The indigenous peoples of Brunei are Bruneian people who belong to the ethnic groups considered indigenous to the country. It is more commonly attributed to indigenous people of the Malay race belonging to the seven ethnic groups, namely: Brunei, Tutong, Belait, Dusun, Murut, Kedayan and Bisaya. The local term rakyat jati refers to citizens of indigenous descent, in particular the aforementioned seven ethnic groups. The term bumiputera has also been sometimes used to refer to the indigenous peoples.

== Definition ==
According to the Brunei Nationality Act, the indigenous people of Brunei are mainly classified into Malays and non-Malays. Indigenous Malays comprise the following ethnic groups:

- Brunei
- Tutong
- Belait
- Dusun (Brunei)
- Murut
- Kedayan
- Bisaya

Meanwhile the indigenous people other than the Malays are defined in the First Schedule of the Act to comprise the following ethnic groups:

- Bukitans
- Dayaks (sea)
- Dayaks (land)
- Kelabits
- Kayans
- Kenyahs (including Sabups and Sipengs)
- Kajangs (including Sekapans, Kejamans, Lahanans, Punans, Tanjongs and Kanowits)
- Lugats
- Lisums
- Melanaus
- Penans
- Sians
- Tagals
- Tabuns
- Ukits

== Precedence ==
Being accorded the status of rakyat jati ('indigenous citizens') in Brunei carries with it certain benefits and opportunities which other non-indigenous citizens may not have access to.
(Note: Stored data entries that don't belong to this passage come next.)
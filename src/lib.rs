//! # car-scout
//!
//! A vehicle listing aggregator for Brazilian classifieds sites.
//!
//! Given a [`SearchSpec`], the crate builds a search URL for each supported
//! site (OLX and WebMotors), renders the results page in a headless
//! browser, extracts the listing cards, and returns the normalized
//! [`VehicleListing`]s that satisfy the search.
//!
//! - One isolated browser session per site, closed on every exit path
//! - Per-source failure isolation: a broken site costs only its own records
//! - Post-hoc filtering, since sites honour search parameters unevenly
//! - An HTTP endpoint (`POST /api/scrape`) for front-ends
//!
//! ## Example
//!
//! Building search URLs and extracting an already rendered results page
//! needs no browser:
//!
//! ```rust
//! use car_scout::{extractor_for, normalize, query_builder, SearchSpec, Site};
//! use rust_decimal::Decimal;
//! use url::Url;
//!
//! # fn main() -> car_scout::Result<()> {
//! let spec = SearchSpec::new()
//!     .with_brand("Fiat")
//!     .with_model("Uno")
//!     .with_max_price(Decimal::from(40000));
//!
//! for query in query_builder::build_all(&spec) {
//!     println!("{}: {}", query.site().display_name(), query.url());
//! }
//!
//! let html = r#"<div data-testid="ad-card">
//!     <a href="/autos-e-pecas/fiat-uno-1"><h2>Fiat Uno Mille</h2></a>
//!     <span data-testid="ad-price">R$ 32.500</span>
//! </div>"#;
//! let base = Url::parse("https://sp.olx.com.br/autos-e-pecas")?;
//! let raw = extractor_for(Site::Olx).extract_cards(html, &base)?;
//! let vehicles = normalize::normalize_and_filter(raw, &spec);
//! assert_eq!(vehicles.len(), 1);
//! # Ok(())
//! # }
//! ```
//!
//! Live searches drive Chrome and need the default `headless` feature; see
//! `ScoutConfig`.

mod error;
mod listing;
mod parse;
mod spec;

pub mod extractors;
pub mod normalize;
pub mod page;
pub mod query_builder;
pub mod search;
pub mod server;

#[cfg(feature = "headless")]
pub mod browser;
#[cfg(feature = "headless")]
pub mod browser_setup;
#[cfg(feature = "headless")]
mod config;

pub use error::{Result, ScoutError};
pub use extractors::{extractor_for, SiteExtractor};
pub use listing::{RawListing, Site, SourceQuery, VehicleListing};
pub use page::{RenderedPage, SessionProvider, StaticPage};
pub use search::{SearchOutcome, SourceReport, VehicleSearch};
pub use spec::SearchSpec;

#[cfg(feature = "headless")]
pub use browser::{BrowserConfig, BrowserSessions};
#[cfg(feature = "headless")]
pub use config::{ScoutConfig, DEFAULT_BIND};
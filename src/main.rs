//! car-scout CLI - vehicle listing aggregator command line interface.

use std::net::SocketAddr;
use std::path::PathBuf;
use std::time::Duration;

use anyhow::{Context, Result};
use clap::{Args, Parser, Subcommand, ValueEnum};
use rust_decimal::Decimal;
use tracing_subscriber::EnvFilter;
use url::Url;

use car_scout::{
    extractor_for, normalize, query_builder, server, BrowserConfig, ScoutConfig, SearchSpec,
    Site, VehicleListing, DEFAULT_BIND,
};

/// car-scout - Search OLX and WebMotors for used cars
#[derive(Parser)]
#[command(name = "car-scout")]
#[command(author, version, about, long_about = None)]
struct Cli {
    #[command(subcommand)]
    command: Commands,

    /// Enable verbose output
    #[arg(short, long, global = true)]
    verbose: bool,
}

#[derive(Subcommand)]
enum Commands {
    /// Search every supported site and print matching listings
    Search(SearchArgs),

    /// Serve the HTTP scrape endpoint
    Serve(ServeArgs),

    /// List supported sites and the search URLs the given filters build
    Sites(SpecArgs),

    /// Run a site extractor over a saved results page
    Extract(ExtractArgs),
}

#[derive(Args)]
struct SpecArgs {
    /// Vehicle make (e.g. Fiat)
    #[arg(long)]
    brand: Option<String>,

    /// Vehicle model (e.g. Uno)
    #[arg(long)]
    model: Option<String>,

    /// Maximum price in BRL
    #[arg(long)]
    max_price: Option<Decimal>,

    /// Oldest model year
    #[arg(long)]
    min_year: Option<i32>,

    /// Newest model year
    #[arg(long)]
    max_year: Option<i32>,

    /// Maximum mileage in km
    #[arg(long)]
    max_mileage: Option<u32>,

    /// Text the listing location must contain
    #[arg(long)]
    location: Option<String>,
}

impl SpecArgs {
    fn to_spec(&self) -> SearchSpec {
        SearchSpec {
            brand: self.brand.clone(),
            model: self.model.clone(),
            max_price: self.max_price,
            min_year: self.min_year,
            max_year: self.max_year,
            max_mileage: self.max_mileage,
            location: self.location.clone(),
        }
    }
}

#[derive(Args)]
struct BrowserArgs {
    /// Chrome/Chromium executable (auto-detected if omitted)
    #[arg(long, env = "CAR_SCOUT_CHROME")]
    chrome: Option<PathBuf>,

    /// Show the browser window
    #[arg(long, env = "CAR_SCOUT_HEADFUL")]
    headful: bool,

    /// Page load timeout in seconds
    #[arg(long, env = "CAR_SCOUT_NAVIGATION_TIMEOUT", default_value = "45")]
    navigation_timeout: u64,

    /// Listing card wait timeout in seconds
    #[arg(long, env = "CAR_SCOUT_SELECTOR_TIMEOUT", default_value = "15")]
    selector_timeout: u64,

    /// Maximum browser sessions open at once
    #[arg(long, env = "CAR_SCOUT_CONCURRENCY", default_value = "1")]
    concurrency: usize,
}

impl BrowserArgs {
    fn to_config(&self) -> ScoutConfig {
        ScoutConfig {
            browser: BrowserConfig {
                headless: !self.headful,
                chrome_path: self.chrome.clone(),
                navigation_timeout: Duration::from_secs(self.navigation_timeout),
                selector_timeout: Duration::from_secs(self.selector_timeout),
                ..Default::default()
            },
            max_concurrent_sessions: self.concurrency,
        }
    }
}

#[derive(Args)]
struct SearchArgs {
    #[command(flatten)]
    spec: SpecArgs,

    #[command(flatten)]
    browser: BrowserArgs,

    /// Maximum number of listings to display
    #[arg(short, long, default_value = "50")]
    limit: usize,

    /// Output format
    #[arg(short, long, default_value = "text")]
    format: OutputFormat,
}

#[derive(Args)]
struct ServeArgs {
    /// Address to listen on
    #[arg(long, env = "CAR_SCOUT_BIND", default_value = DEFAULT_BIND)]
    bind: SocketAddr,

    #[command(flatten)]
    browser: BrowserArgs,
}

#[derive(Args)]
struct ExtractArgs {
    /// Site whose extraction rules to apply (olx, webmotors)
    #[arg(short, long, value_parser = parse_site)]
    site: Site,

    /// Saved HTML results page
    #[arg(long)]
    file: PathBuf,

    /// URL the page was saved from, for resolving relative links
    #[arg(long)]
    base_url: Option<Url>,

    /// Output format
    #[arg(short, long, default_value = "text")]
    format: OutputFormat,
}

#[derive(Clone, Copy, ValueEnum)]
enum OutputFormat {
    /// Human-readable text output
    Text,
    /// JSON output
    Json,
    /// Compact single-line output
    Compact,
}

fn parse_site(id: &str) -> std::result::Result<Site, String> {
    Site::from_id(id).ok_or_else(|| {
        let known: Vec<&str> = Site::ALL.iter().map(|s| s.id()).collect();
        format!("unknown site '{}' (expected one of: {})", id, known.join(", "))
    })
}

#[tokio::main]
async fn main() -> Result<()> {
    dotenvy::dotenv().ok();
    let cli = Cli::parse();

    let default_level = if cli.verbose { "debug" } else { "info" };
    let filter =
        EnvFilter::try_from_default_env().unwrap_or_else(|_| EnvFilter::new(default_level));
    tracing_subscriber::fmt()
        .with_env_filter(filter)
        .with_writer(std::io::stderr)
        .init();

    match cli.command {
        Commands::Search(args) => run_search(args).await,
        Commands::Serve(args) => run_serve(args).await,
        Commands::Sites(args) => list_sites(&args),
        Commands::Extract(args) => run_extract(&args),
    }
}

async fn run_search(args: SearchArgs) -> Result<()> {
    let spec = args.spec.to_spec();
    let search = args.browser.to_config().build_search();
    let outcome = search.run(&spec).await?;

    for report in outcome.failed_sources() {
        if let Err(e) = &report.result {
            eprintln!("Warning: {} failed: {}", report.site.display_name(), e);
        }
    }

    if matches!(args.format, OutputFormat::Text) {
        println!(
            "\nFound {} vehicles in {}ms:\n",
            outcome.total(),
            outcome.duration_ms
        );
    }
    print_listings(&outcome.vehicles, args.limit, args.format)
}

async fn run_serve(args: ServeArgs) -> Result<()> {
    let search = args.browser.to_config().build_search();
    server::serve(args.bind, search)
        .await
        .with_context(|| format!("HTTP server on {} failed", args.bind))
}

fn list_sites(args: &SpecArgs) -> Result<()> {
    let spec = args.to_spec();
    println!("Supported sites:\n");
    for site in Site::ALL {
        println!("  {:<10} - {}", site.id(), site.display_name());
        match query_builder::build(site, &spec) {
            Some(query) => println!("               {}", query.url()),
            None => println!("               (no search URL for these filters)"),
        }
    }
    println!();
    println!("Usage: car-scout search --brand Fiat --model Uno --max-price 40000");
    Ok(())
}

fn run_extract(args: &ExtractArgs) -> Result<()> {
    let html = std::fs::read_to_string(&args.file)
        .with_context(|| format!("Failed to read {}", args.file.display()))?;

    let base = match &args.base_url {
        Some(url) => url.clone(),
        None => query_builder::build(args.site, &SearchSpec::new())
            .map(|query| query.url().clone())
            .context("No default base URL for site")?,
    };

    let records = extractor_for(args.site).extract_cards(&html, &base)?;
    let listings: Vec<VehicleListing> = records
        .into_iter()
        .filter_map(normalize::normalize)
        .collect();

    if matches!(args.format, OutputFormat::Text) {
        println!(
            "\n{} listings extracted from {}:\n",
            listings.len(),
            args.file.display()
        );
    }
    print_listings(&listings, usize::MAX, args.format)
}

fn print_listings(listings: &[VehicleListing], limit: usize, format: OutputFormat) -> Result<()> {
    match format {
        OutputFormat::Text => {
            for (i, listing) in listings.iter().take(limit).enumerate() {
                println!("{}. {}", i + 1, listing.title);
                println!("   URL: {}", listing.listing_url);
                println!(
                    "   Price: {} | Year: {} | Km: {}",
                    display_or_dash(listing.price.as_ref()),
                    display_or_dash(listing.year.as_ref()),
                    display_or_dash(listing.mileage_km.as_ref())
                );
                if let Some(location) = &listing.location {
                    println!("   Location: {}", location);
                }
                println!("   Site: {}", listing.source_site.display_name());
                println!();
            }
        }
        OutputFormat::Json => {
            let output: Vec<_> = listings.iter().take(limit).collect();
            println!("{}", serde_json::to_string_pretty(&output)?);
        }
        OutputFormat::Compact => {
            for listing in listings.iter().take(limit) {
                println!(
                    "{}\t{}\t{}",
                    listing.source_site,
                    listing.title,
                    listing.listing_url
                );
            }
        }
    }
    Ok(())
}

fn display_or_dash<T: std::fmt::Display>(value: Option<&T>) -> String {
    value.map_or_else(|| "-".to_string(), T::to_string)
}
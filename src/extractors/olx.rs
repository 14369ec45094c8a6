//! OLX Brasil result page extraction.
//!
//! OLX renders each ad as a `data-testid="ad-card"` element. Year and
//! mileage are not labelled; they appear as loose feature chips, so the
//! year is the first chip that is exactly four digits and the mileage is
//! the first chip mentioning "km".

use scraper::{ElementRef, Html, Selector};
use url::Url;

use super::{collect_cards, compile, element_text, first_link, first_text, SiteExtractor};
use crate::parse::{digits_only, mentions_km, parse_price, year_token};
use crate::{RawListing, Result, Site};

const CARD: &str = r#"[data-testid="ad-card"]"#;

/// Extractor for OLX search result pages.
#[derive(Debug, Clone, Copy, Default)]
pub struct OlxExtractor;

struct CardSelectors {
    title: Selector,
    price: Selector,
    features: Selector,
    location: Selector,
    anchor: Selector,
}

impl CardSelectors {
    fn compile() -> Result<Self> {
        Ok(Self {
            title: compile("h2")?,
            price: compile(r#"[data-testid="ad-price"]"#)?,
            features: compile(r#"[data-testid="ad-features"] span"#)?,
            location: compile(r#"[data-testid="ad-location"]"#)?,
            anchor: compile("a")?,
        })
    }
}

impl OlxExtractor {
    fn parse_card(
        &self,
        card: ElementRef<'_>,
        s: &CardSelectors,
        base: &Url,
    ) -> Result<RawListing> {
        let features: Vec<String> = card.select(&s.features).map(element_text).collect();

        let mut record = RawListing::new(Site::Olx);
        record.title = first_text(card, &s.title);
        record.price = first_text(card, &s.price).and_then(|text| parse_price(&text));
        record.year = features.iter().find_map(|chip| year_token(chip));
        record.mileage_km = features
            .iter()
            .find(|chip| mentions_km(chip))
            .and_then(|chip| digits_only(chip));
        record.location = first_text(card, &s.location);
        record.url = first_link(card, &s.anchor, base)?;
        Ok(record)
    }
}

impl SiteExtractor for OlxExtractor {
    fn site(&self) -> Site {
        Site::Olx
    }

    fn card_selector(&self) -> &'static str {
        CARD
    }

    fn extract_cards(&self, html: &str, base: &Url) -> Result<Vec<RawListing>> {
        let selectors = CardSelectors::compile()?;
        let cards = compile(CARD)?;
        let document = Html::parse_document(html);
        Ok(collect_cards(Site::Olx, document.select(&cards), |card| {
            self.parse_card(card, &selectors, base)
        }))
    }
}

#[cfg(test)]
mod tests {
    use super::*;
    use rust_decimal::Decimal;

    fn base() -> Url {
        Url::parse("https://sp.olx.com.br/autos-e-pecas/carros-vans-e-utilitarios?q=Fiat+Uno")
            .unwrap()
    }

    const RESULTS_PAGE: &str = r#"
        <html><body>
        <section>
            <div data-testid="ad-card">
                <a href="https://sp.olx.com.br/sao-paulo-e-regiao/autos-e-pecas/carros-vans-e-utilitarios/fiat-uno-1">
                    <h2>Fiat Uno Mille Way 1.0</h2>
                </a>
                <h3 data-testid="ad-price">R$ 24.900</h3>
                <div data-testid="ad-features">
                    <span>98.000 km</span>
                    <span>2012</span>
                    <span>Flex</span>
                    <span>Manual</span>
                </div>
                <p data-testid="ad-location">  São Paulo, Vila Mariana  </p>
            </div>
            <div data-testid="ad-card">
                <a href="/sao-paulo-e-regiao/autos-e-pecas/carros-vans-e-utilitarios/fiat-uno-2">
                    <h2>Fiat Uno Vivace</h2>
                </a>
                <h3 data-testid="ad-price">R$ 31.500,50</h3>
                <div data-testid="ad-features">
                    <span>2015</span>
                </div>
            </div>
            <div data-testid="ad-card">
                <h2>Anúncio sem link</h2>
                <h3 data-testid="ad-price">R$ 10.000</h3>
            </div>
            <div data-testid="ad-card">
                <a href="https://sp.olx.com.br/anuncio-sem-titulo"></a>
            </div>
        </section>
        </body></html>
    "#;

    #[test]
    fn test_olx_site_and_selector() {
        assert_eq!(OlxExtractor.site(), Site::Olx);
        assert_eq!(OlxExtractor.card_selector(), r#"[data-testid="ad-card"]"#);
    }

    #[test]
    fn test_extract_cards_full_card() {
        let records = OlxExtractor.extract_cards(RESULTS_PAGE, &base()).unwrap();
        assert_eq!(records.len(), 2);

        let uno = &records[0];
        assert_eq!(uno.site, Site::Olx);
        assert_eq!(uno.title.as_deref(), Some("Fiat Uno Mille Way 1.0"));
        assert_eq!(uno.price, Some(Decimal::from(24900)));
        assert_eq!(uno.year, Some(2012));
        assert_eq!(uno.mileage_km, Some(98000));
        assert_eq!(uno.location.as_deref(), Some("São Paulo, Vila Mariana"));
        assert_eq!(
            uno.url.as_deref(),
            Some("https://sp.olx.com.br/sao-paulo-e-regiao/autos-e-pecas/carros-vans-e-utilitarios/fiat-uno-1")
        );
    }

    #[test]
    fn test_extract_cards_partial_card() {
        let records = OlxExtractor.extract_cards(RESULTS_PAGE, &base()).unwrap();
        let vivace = &records[1];
        assert_eq!(vivace.title.as_deref(), Some("Fiat Uno Vivace"));
        assert_eq!(vivace.price, Some(Decimal::new(3150050, 2)));
        assert_eq!(vivace.year, Some(2015));
        assert_eq!(vivace.mileage_km, None);
        assert_eq!(vivace.location, None);
        assert_eq!(
            vivace.url.as_deref(),
            Some("https://sp.olx.com.br/sao-paulo-e-regiao/autos-e-pecas/carros-vans-e-utilitarios/fiat-uno-2")
        );
    }

    #[test]
    fn test_extract_cards_drops_cards_without_title_or_link() {
        let records = OlxExtractor.extract_cards(RESULTS_PAGE, &base()).unwrap();
        assert!(records.iter().all(|r| r.has_identity()));
        assert!(!records
            .iter()
            .any(|r| r.title.as_deref() == Some("Anúncio sem link")));
    }

    #[test]
    fn test_extract_cards_bad_link_skips_only_that_card() {
        let html = r#"
            <div data-testid="ad-card"><a href="http://[::1"><h2>Quebrado</h2></a></div>
            <div data-testid="ad-card"><a href="/ok"><h2>Fiat Palio</h2></a></div>
        "#;
        let records = OlxExtractor.extract_cards(html, &base()).unwrap();
        assert_eq!(records.len(), 1);
        assert_eq!(records[0].title.as_deref(), Some("Fiat Palio"));
        assert_eq!(records[0].url.as_deref(), Some("https://sp.olx.com.br/ok"));
    }

    #[test]
    fn test_extract_cards_price_without_digits() {
        let html = r#"
            <div data-testid="ad-card">
                <a href="/1"><h2>Fiat Uno</h2></a>
                <span data-testid="ad-price">A combinar</span>
            </div>
        "#;
        let records = OlxExtractor.extract_cards(html, &base()).unwrap();
        assert_eq!(records.len(), 1);
        assert_eq!(records[0].price, None);
    }

    #[test]
    fn test_extract_cards_empty_page() {
        let records = OlxExtractor.extract_cards("<html></html>", &base()).unwrap();
        assert!(records.is_empty());
    }
}
pub mod ast;
pub mod parsing;

// Re-export key types for easier usage
pub use ast::{ListItem, Node, UnorderedList};
pub use parsing::{ParseError, parse_document};
//! # Inline Parsing
//!
//! Cursor-based parsing of one text fragment with attempt-and-rewind
//! backtracking.
//!
//! Each delimiter rule (bold, italic, code, link, image) consumes forward
//! looking for its closer and rewinds by exactly the characters it consumed
//! when the closer is missing, so malformed syntax degrades to literal text
//! and never errors. Code spans are verbatim zones; link and image text is
//! recursively inline-parsed.
//!
//! ## Modules
//!
//! - **`cursor`**: character cursor with lookahead, lookbehind and
//!   multi-step rewind
//! - **`kinds`**: inline constructs owning their delimiter characters
//! - **`parser`**: `parse_inline()` main loop, one function per rule

pub mod cursor;
pub mod kinds;
pub mod parser;

pub use cursor::{Cursor, RewindError};
pub use parser::parse_inline;
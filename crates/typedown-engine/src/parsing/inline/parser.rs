use crate::ast::Node;
use crate::parsing::ParseError;

use super::{
    cursor::Cursor,
    kinds::{CodeSpan, Emphasis, Image, Link},
};

/// Parses one fragment of raw text into an ordered sequence of inline nodes.
///
/// # Backtracking
/// Each delimiter rule consumes characters while looking for its closer and
/// rewinds by exactly the count it consumed when no closer exists, so control
/// returns to just after the character that opened the attempt. Unterminated
/// constructs therefore degrade to literal text with zero information loss.
///
/// # Precedence
/// Bold is tried before italic (both start with a star); the image rule only
/// fires when the bang is immediately followed by a bracket. A character no
/// rule claims is appended to the trailing [`Node::Text`], opening one if
/// needed.
///
/// Empty and all-whitespace fragments short-circuit to an empty sequence.
pub fn parse_inline(fragment: &str) -> Result<Vec<Node>, ParseError> {
    if fragment.trim().is_empty() {
        return Ok(vec![]);
    }

    let mut cur = Cursor::new(fragment);
    let mut out = Vec::new();

    while let Some(c) = cur.advance() {
        let matched = if c == Emphasis::STAR && cur.peek_next() == Some(Emphasis::STAR) {
            bold_span(&mut cur, &mut out)?
        } else if c == Emphasis::STAR {
            italic_span(&mut cur, &mut out)?
        } else if c == CodeSpan::TICK {
            code_span(&mut cur, &mut out)?
        } else if c == Link::OPEN {
            link_span(&mut cur, &mut out)?
        } else if c == Image::BANG && cur.peek_next() == Some(Link::OPEN) {
            image_span(&mut cur, &mut out)?
        } else {
            false
        };

        if !matched {
            push_literal(&mut out, c);
        }
    }

    Ok(out)
}

/// Appends a character to the trailing text node, coalescing adjacent runs.
fn push_literal(out: &mut Vec<Node>, c: char) {
    if let Some(Node::Text(text)) = out.last_mut() {
        text.push(c);
    } else {
        out.push(Node::Text(c.to_string()));
    }
}

/// Emits a span node unless its content trims to nothing. A terminated but
/// blank span still counts as consumed; it just produces no node.
fn push_span(out: &mut Vec<Node>, node: fn(String) -> Node, content: String) {
    if !content.trim().is_empty() {
        out.push(node(content));
    }
}

/// Bold rule. The opening star is already consumed; its partner is consumed
/// here. Closes on two consecutive stars.
fn bold_span(cur: &mut Cursor, out: &mut Vec<Node>) -> Result<bool, ParseError> {
    let mark = cur.offset();
    cur.advance(); // second star of the opener

    let mut content = String::new();
    while let Some(c) = cur.advance() {
        if c == Emphasis::STAR && cur.peek_next() == Some(Emphasis::STAR) {
            cur.advance(); // second star of the closer
            push_span(out, Node::Bold, content);
            return Ok(true);
        }
        content.push(c);
    }

    cur.rewind(cur.offset() - mark)?;
    Ok(false)
}

/// Italic rule. Fires on a lone star; closes on a star that is not followed
/// by another star, which keeps an adjacent bold closer out of reach.
fn italic_span(cur: &mut Cursor, out: &mut Vec<Node>) -> Result<bool, ParseError> {
    let mark = cur.offset();

    let mut content = String::new();
    while let Some(c) = cur.advance() {
        if c == Emphasis::STAR && cur.peek_next() != Some(Emphasis::STAR) {
            push_span(out, Node::Italic, content);
            return Ok(true);
        }
        content.push(c);
    }

    cur.rewind(cur.offset() - mark)?;
    Ok(false)
}

/// Code rule. Content is verbatim up to the next backtick; nothing nests.
fn code_span(cur: &mut Cursor, out: &mut Vec<Node>) -> Result<bool, ParseError> {
    let mark = cur.offset();

    let mut content = String::new();
    while let Some(c) = cur.advance() {
        if c == CodeSpan::TICK {
            push_span(out, Node::Code, content);
            return Ok(true);
        }
        content.push(c);
    }

    cur.rewind(cur.offset() - mark)?;
    Ok(false)
}

/// Link rule. The bracketed text is re-run through [`parse_inline`], so link
/// text carries a fully resolved inline tree. A missing closer at either
/// stage rewinds the whole attempt.
fn link_span(cur: &mut Cursor, out: &mut Vec<Node>) -> Result<bool, ParseError> {
    let mark = cur.offset();

    if let Some((text, url)) = scan_link_body(cur) {
        let text = parse_inline(&text)?;
        out.push(Node::Link { text, url });
        return Ok(true);
    }

    cur.rewind(cur.offset() - mark)?;
    Ok(false)
}

/// Image rule. Identical to the link rule past the bang; the bracket that
/// the lookahead saw is consumed here.
fn image_span(cur: &mut Cursor, out: &mut Vec<Node>) -> Result<bool, ParseError> {
    let mark = cur.offset();
    cur.advance(); // opening bracket

    if let Some((text, url)) = scan_link_body(cur) {
        let text = parse_inline(&text)?;
        out.push(Node::Image { text, url });
        return Ok(true);
    }

    cur.rewind(cur.offset() - mark)?;
    Ok(false)
}

/// Scans `text](url)` with the opening bracket already consumed. Returns the
/// raw text and url on full success, `None` as soon as any closer is missing
/// (the caller rewinds).
fn scan_link_body(cur: &mut Cursor) -> Option<(String, String)> {
    let mut text = String::new();
    loop {
        match cur.advance() {
            None => return None,
            Some(c) if c == Link::CLOSE => break,
            Some(c) => text.push(c),
        }
    }

    if cur.current() != Some(Link::URL_OPEN) {
        return None;
    }
    cur.advance();

    let mut url = String::new();
    loop {
        match cur.advance() {
            None => return None,
            Some(c) if c == Link::URL_CLOSE => break,
            Some(c) => url.push(c),
        }
    }

    Some((text, url))
}
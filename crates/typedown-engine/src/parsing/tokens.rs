/// A cursor over the pieces of an input split on a fixed delimiter.
///
/// The document parser drives one of these over blank-line-separated blocks
/// and the block parser drives one over newline-separated lines.
pub struct TokenCursor<'a> {
    tokens: Vec<&'a str>,
    index: usize,
}

impl<'a> TokenCursor<'a> {
    /// Splits `input` on `delimiter`.
    ///
    /// Returns `None` for an empty input or an empty delimiter — there is
    /// nothing to parse, and callers propagate that as an empty result
    /// rather than an error.
    pub fn split(input: &'a str, delimiter: &str) -> Option<Self> {
        if input.is_empty() || delimiter.is_empty() {
            return None;
        }
        Some(Self {
            tokens: input.split(delimiter).collect(),
            index: 0,
        })
    }

    /// Returns the piece at the cursor without advancing.
    ///
    /// # Panics
    /// Panics when the cursor has moved past the end; check
    /// [`at_end`](Self::at_end) first or iterate with
    /// [`advance`](Self::advance), which bounds-checks itself.
    pub fn current(&self) -> &'a str {
        self.tokens[self.index]
    }

    /// Returns the piece at the cursor and advances past it, or `None` when
    /// every piece has been consumed.
    pub fn advance(&mut self) -> Option<&'a str> {
        let token = self.tokens.get(self.index).copied()?;
        self.index += 1;
        Some(token)
    }

    /// True once every piece has been consumed.
    pub fn at_end(&self) -> bool {
        self.index >= self.tokens.len()
    }
}
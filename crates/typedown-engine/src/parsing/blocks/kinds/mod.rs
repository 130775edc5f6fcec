//! # Block Kinds
//!
//! Block-level constructs own their syntax knowledge: marker characters and
//! the strip functions that remove them. The classifier calls these; it
//! never hardcodes a `#` or `>`.

pub mod block_quote;
pub mod heading;
pub mod list_item;
pub mod thematic_break;

pub use block_quote::BlockQuote;
pub use heading::Heading;
pub use list_item::ListMarker;
pub use thematic_break::ThematicBreak;
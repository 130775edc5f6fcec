use crate::ast::{ListItem, Node, UnorderedList};
use crate::parsing::inline::parse_inline;
use crate::parsing::tokens::TokenCursor;
use crate::parsing::ParseError;

use super::classify::{classify, LineClass};

/// The delimiter between the lines of one block.
const LINE_SEPARATOR: &str = "\n";

/// Parses one block of text into an ordered sequence of nodes.
///
/// Lines are classified one at a time. Consecutive quoted lines merge into a
/// single [`Node::BlockQuote`]; consecutive list-marker lines feed a single
/// [`Node::UnorderedList`], each item attached per its indentation depth.
/// Plain lines contribute their inline nodes unwrapped — the document-level
/// grouping step decides what becomes a paragraph.
pub fn parse_block(block: &str) -> Result<Vec<Node>, ParseError> {
    let Some(mut lines) = TokenCursor::split(block, LINE_SEPARATOR) else {
        return Ok(vec![]);
    };

    let mut out = Vec::new();
    while let Some(line) = lines.advance() {
        match classify(line) {
            LineClass::Blank => {}
            LineClass::Heading { level, text } => {
                let text = parse_inline(&text)?;
                out.push(Node::Heading { text, level });
            }
            LineClass::Quote { text } => {
                let nodes = parse_inline(&text)?;
                match out.last_mut() {
                    Some(Node::BlockQuote { text }) => text.extend(nodes),
                    _ => out.push(Node::BlockQuote { text: nodes }),
                }
            }
            LineClass::Item { depth, text } => {
                let item = ListItem::new(parse_inline(&text)?, depth);
                match out.last_mut() {
                    Some(Node::UnorderedList(list)) => list.insert(item),
                    _ => {
                        let mut list = UnorderedList::new();
                        list.insert(item);
                        out.push(Node::UnorderedList(list));
                    }
                }
            }
            LineClass::Text { text } => out.extend(parse_inline(&text)?),
        }
    }

    Ok(out)
}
Skim Tanah Kurnia Rakyat Jati (translates as "Landless Indigenous Citizens' Scheme") is a public housing scheme which allows the rakyat jati people to acquire land and home in the allocated public housing estates. The Royal Brunei Armed Forces primarily employ the indigenous Malays. In the Brunei Constitution, the government ministers and deputy ministers must be of "the Malay race professing the Islamic Religion, save where His Majesty the Sultan and Yang Di-Pertuan otherwise decides."

== Concerns ==
The justification for these special privileges and affirmative action schemes is that the bumiputera or the indigenous people face disadvantages due to the success of other groups in society, for example the Chinese. One case of such disadvantage can be seen in the demise of the construction industry in Brunei. The building sector is a major employer of Bumiputeras and forms the lifeblood of many Bumiputera families.

According to Minority Rights Group International, the non-Muslim indigenous people are continuously "banned" from conducting non-Islamic religious activities, and "pressured" and "incentivized" to convert to Islam. It also claimed that the government policy and legislation discourage indigenous cultures and languages.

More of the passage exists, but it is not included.